• **Task item**
The records follow. Count the lines holding "warn" and give only the number.

(Supplied data Opens)

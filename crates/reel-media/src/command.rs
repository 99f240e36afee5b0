//! FFmpeg command builder and runner.

use std::path::{Path, PathBuf};
use std::process::Stdio;
use std::time::{Duration, Instant};
use tokio::process::Command;
use tracing::{debug, warn};

use crate::error::{MediaError, MediaResult};

/// One `-i` input together with the options that precede it.
#[derive(Debug, Clone, PartialEq)]
pub struct FfmpegInput {
    /// Input arguments (before -i)
    args: Vec<String>,
    /// Value passed to -i
    source: String,
}

impl FfmpegInput {
    /// A file input.
    pub fn file(path: impl AsRef<Path>) -> Self {
        Self {
            args: Vec::new(),
            source: path.as_ref().to_string_lossy().to_string(),
        }
    }

    /// A libavfilter source such as `anullsrc=...`.
    pub fn lavfi(graph: impl Into<String>) -> Self {
        Self {
            args: vec!["-f".to_string(), "lavfi".to_string()],
            source: graph.into(),
        }
    }

    /// An ffconcat list file read by the concat demuxer.
    pub fn concat_list(path: impl AsRef<Path>) -> Self {
        Self {
            args: vec![
                "-f".to_string(),
                "concat".to_string(),
                "-safe".to_string(),
                "0".to_string(),
            ],
            source: path.as_ref().to_string_lossy().to_string(),
        }
    }

    /// Add an input argument.
    pub fn arg(mut self, arg: impl Into<String>) -> Self {
        self.args.push(arg.into());
        self
    }

    /// Set seek position.
    pub fn seek(self, seconds: f64) -> Self {
        self.arg("-ss").arg(format!("{:.3}", seconds))
    }

    /// Limit how much of the input is read.
    pub fn duration(self, seconds: f64) -> Self {
        self.arg("-t").arg(format!("{:.3}", seconds))
    }

    /// Loop the input forever; pair with `duration`.
    pub fn loop_forever(self) -> Self {
        self.arg("-stream_loop").arg("-1")
    }

    /// Disable FFmpeg's own rotation handling for this input.
    pub fn no_autorotate(self) -> Self {
        self.arg("-noautorotate")
    }

    fn push_args(&self, args: &mut Vec<String>) {
        args.extend(self.args.iter().cloned());
        args.push("-i".to_string());
        args.push(self.source.clone());
    }
}

/// Builder for FFmpeg commands.
#[derive(Debug, Clone)]
pub struct FfmpegCommand {
    /// Inputs in index order
    inputs: Vec<FfmpegInput>,
    /// Output file path
    output: PathBuf,
    /// Output arguments (after all inputs)
    output_args: Vec<String>,
    /// Whether to overwrite output
    overwrite: bool,
    /// Log level
    log_level: String,
}

impl FfmpegCommand {
    /// Create a new FFmpeg command with a single file input.
    pub fn new(input: impl AsRef<Path>, output: impl AsRef<Path>) -> Self {
        Self::with_input(FfmpegInput::file(input), output)
    }

    /// Create a new FFmpeg command from a prepared input.
    pub fn with_input(input: FfmpegInput, output: impl AsRef<Path>) -> Self {
        Self {
            inputs: vec![input],
            output: output.as_ref().to_path_buf(),
            output_args: Vec::new(),
            overwrite: true,
            log_level: "error".to_string(),
        }
    }

    /// Append another input. Returns the builder; the new input's index is
    /// `input_count() - 1`.
    pub fn add_input(mut self, input: FfmpegInput) -> Self {
        self.inputs.push(input);
        self
    }

    /// Number of inputs added so far.
    pub fn input_count(&self) -> usize {
        self.inputs.len()
    }

    /// Add input arguments to the first input (before its -i).
    pub fn input_arg(mut self, arg: impl Into<String>) -> Self {
        if let Some(first) = self.inputs.first_mut() {
            first.args.push(arg.into());
        }
        self
    }

    /// Add output arguments (after all inputs).
    pub fn output_arg(mut self, arg: impl Into<String>) -> Self {
        self.output_args.push(arg.into());
        self
    }

    /// Add multiple output arguments.
    pub fn output_args<I, S>(mut self, args: I) -> Self
    where
        I: IntoIterator<Item = S>,
        S: Into<String>,
    {
        self.output_args.extend(args.into_iter().map(Into::into));
        self
    }

    /// Set seek position on the first input.
    pub fn seek(self, seconds: f64) -> Self {
        self.input_arg("-ss").input_arg(format!("{:.3}", seconds))
    }

    /// Limit the output duration.
    pub fn duration(self, seconds: f64) -> Self {
        self.output_arg("-t").output_arg(format!("{:.3}", seconds))
    }

    /// Set video filter.
    pub fn video_filter(self, filter: impl Into<String>) -> Self {
        self.output_arg("-vf").output_arg(filter)
    }

    /// Set filter complex.
    pub fn filter_complex(self, filter: impl Into<String>) -> Self {
        self.output_arg("-filter_complex").output_arg(filter)
    }

    /// Map a stream specifier or a filter graph label (`[v]`) to the output.
    pub fn map(self, stream: impl Into<String>) -> Self {
        self.output_arg("-map").output_arg(stream)
    }

    /// Set video codec.
    pub fn video_codec(self, codec: impl Into<String>) -> Self {
        self.output_arg("-c:v").output_arg(codec)
    }

    /// Copy every stream without re-encoding.
    pub fn stream_copy(self) -> Self {
        self.output_arg("-c").output_arg("copy")
    }

    /// Set output container format.
    pub fn format(self, format: impl Into<String>) -> Self {
        self.output_arg("-f").output_arg(format)
    }

    /// Move the moov atom to the front for progressive playback.
    pub fn faststart(self) -> Self {
        self.output_arg("-movflags").output_arg("+faststart")
    }

    /// Extract single frame.
    pub fn single_frame(self) -> Self {
        self.output_arg("-frames:v").output_arg("1")
    }

    /// Set log level.
    pub fn log_level(mut self, level: impl Into<String>) -> Self {
        self.log_level = level.into();
        self
    }

    /// Build the command arguments.
    pub fn build_args(&self) -> Vec<String> {
        let mut args = Vec::new();

        if self.overwrite {
            args.push("-y".to_string());
        }
        args.push("-hide_banner".to_string());
        args.push("-nostdin".to_string());

        args.push("-v".to_string());
        args.push(self.log_level.clone());

        for input in &self.inputs {
            input.push_args(&mut args);
        }

        args.extend(self.output_args.clone());
        args.push(self.output.to_string_lossy().to_string());

        args
    }
}

/// Captured result of an external process.
#[derive(Debug, Clone, Default)]
pub struct ProcessOutput {
    /// Exit code, `None` when killed by a signal
    pub status: Option<i32>,
    pub stdout: String,
    pub stderr: String,
}

impl ProcessOutput {
    pub fn success(&self) -> bool {
        self.status == Some(0)
    }
}

/// Paths of the external tools, fixed at process start.
#[derive(Debug, Clone)]
pub struct Toolchain {
    pub ffmpeg: PathBuf,
    pub ffprobe: PathBuf,
}

impl Toolchain {
    pub fn new(ffmpeg: impl Into<PathBuf>, ffprobe: impl Into<PathBuf>) -> Self {
        Self {
            ffmpeg: ffmpeg.into(),
            ffprobe: ffprobe.into(),
        }
    }

    /// Resolve both binaries through `PATH` (absolute paths are checked as-is).
    pub fn resolve(&self) -> MediaResult<Self> {
        let ffmpeg = which::which(&self.ffmpeg)
            .map_err(|_| MediaError::FfmpegNotFound(self.ffmpeg.display().to_string()))?;
        let ffprobe = which::which(&self.ffprobe)
            .map_err(|_| MediaError::FfprobeNotFound(self.ffprobe.display().to_string()))?;
        Ok(Self { ffmpeg, ffprobe })
    }

    /// Runner for the configured FFmpeg binary.
    pub fn runner(&self) -> FfmpegRunner {
        FfmpegRunner::new(&self.ffmpeg)
    }
}

/// Runner for FFmpeg commands with timeout support.
#[derive(Debug, Clone)]
pub struct FfmpegRunner {
    /// FFmpeg binary
    binary: PathBuf,
    /// Timeout in seconds
    timeout_secs: Option<u64>,
}

impl Default for FfmpegRunner {
    fn default() -> Self {
        Self::new("ffmpeg")
    }
}

impl FfmpegRunner {
    /// Create a new runner for the given binary.
    pub fn new(binary: impl Into<PathBuf>) -> Self {
        Self {
            binary: binary.into(),
            timeout_secs: None,
        }
    }

    /// Set timeout.
    pub fn with_timeout(mut self, secs: u64) -> Self {
        self.timeout_secs = Some(secs);
        self
    }

    pub fn binary(&self) -> &Path {
        &self.binary
    }

    pub fn timeout_secs(&self) -> Option<u64> {
        self.timeout_secs
    }

    /// Run an FFmpeg command; non-zero exit becomes `MediaError::FfmpegFailed`.
    pub async fn run(&self, cmd: &FfmpegCommand) -> MediaResult<ProcessOutput> {
        let output = self.run_unchecked(cmd).await?;
        if output.success() {
            Ok(output)
        } else {
            Err(MediaError::ffmpeg_failed(
                format!(
                    "{} exited with status {}",
                    self.binary.display(),
                    output
                        .status
                        .map(|c| c.to_string())
                        .unwrap_or_else(|| "signal".to_string())
                ),
                &output.stderr,
                output.status,
            ))
        }
    }

    /// Run an FFmpeg command and return its output whatever the exit status.
    pub async fn run_unchecked(&self, cmd: &FfmpegCommand) -> MediaResult<ProcessOutput> {
        let args = cmd.build_args();
        debug!(binary = %self.binary.display(), "Running FFmpeg: {}", args.join(" "));

        let started = Instant::now();
        let result = run_process(&self.binary, &args, self.timeout_secs).await;
        record_invocation(&result, started.elapsed());

        match result {
            Err(MediaError::Io(e)) if e.kind() == std::io::ErrorKind::NotFound => Err(
                MediaError::FfmpegNotFound(self.binary.display().to_string()),
            ),
            other => other,
        }
    }
}

/// Spawn a process with an argument list, capture its output, and enforce an
/// optional timeout.
pub(crate) async fn run_process(
    binary: &Path,
    args: &[String],
    timeout_secs: Option<u64>,
) -> MediaResult<ProcessOutput> {
    let child = Command::new(binary)
        .args(args)
        .stdin(Stdio::null())
        .stdout(Stdio::piped())
        .stderr(Stdio::piped())
        .kill_on_drop(true)
        .spawn()?;

    let output = match timeout_secs {
        Some(secs) => {
            let limit = Duration::from_secs(secs);
            match tokio::time::timeout(limit, child.wait_with_output()).await {
                Ok(result) => result?,
                Err(_) => {
                    // Dropping the future drops the child, which kills it
                    warn!("{} timed out after {} seconds, killing process", binary.display(), secs);
                    return Err(MediaError::Timeout(secs));
                }
            }
        }
        None => child.wait_with_output().await?,
    };

    Ok(ProcessOutput {
        status: output.status.code(),
        stdout: String::from_utf8_lossy(&output.stdout).to_string(),
        stderr: String::from_utf8_lossy(&output.stderr).to_string(),
    })
}

fn record_invocation(result: &MediaResult<ProcessOutput>, elapsed: Duration) {
    let outcome = match result {
        Ok(output) if output.success() => "success",
        Ok(_) => "failure",
        Err(MediaError::Timeout(_)) => "timeout",
        Err(_) => "spawn_error",
    };
    metrics::counter!("reel_ffmpeg_invocations_total", "outcome" => outcome).increment(1);
    metrics::histogram!("reel_ffmpeg_duration_seconds").record(elapsed.as_secs_f64());
}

(Supplied data Closes)

• **Written answer**
2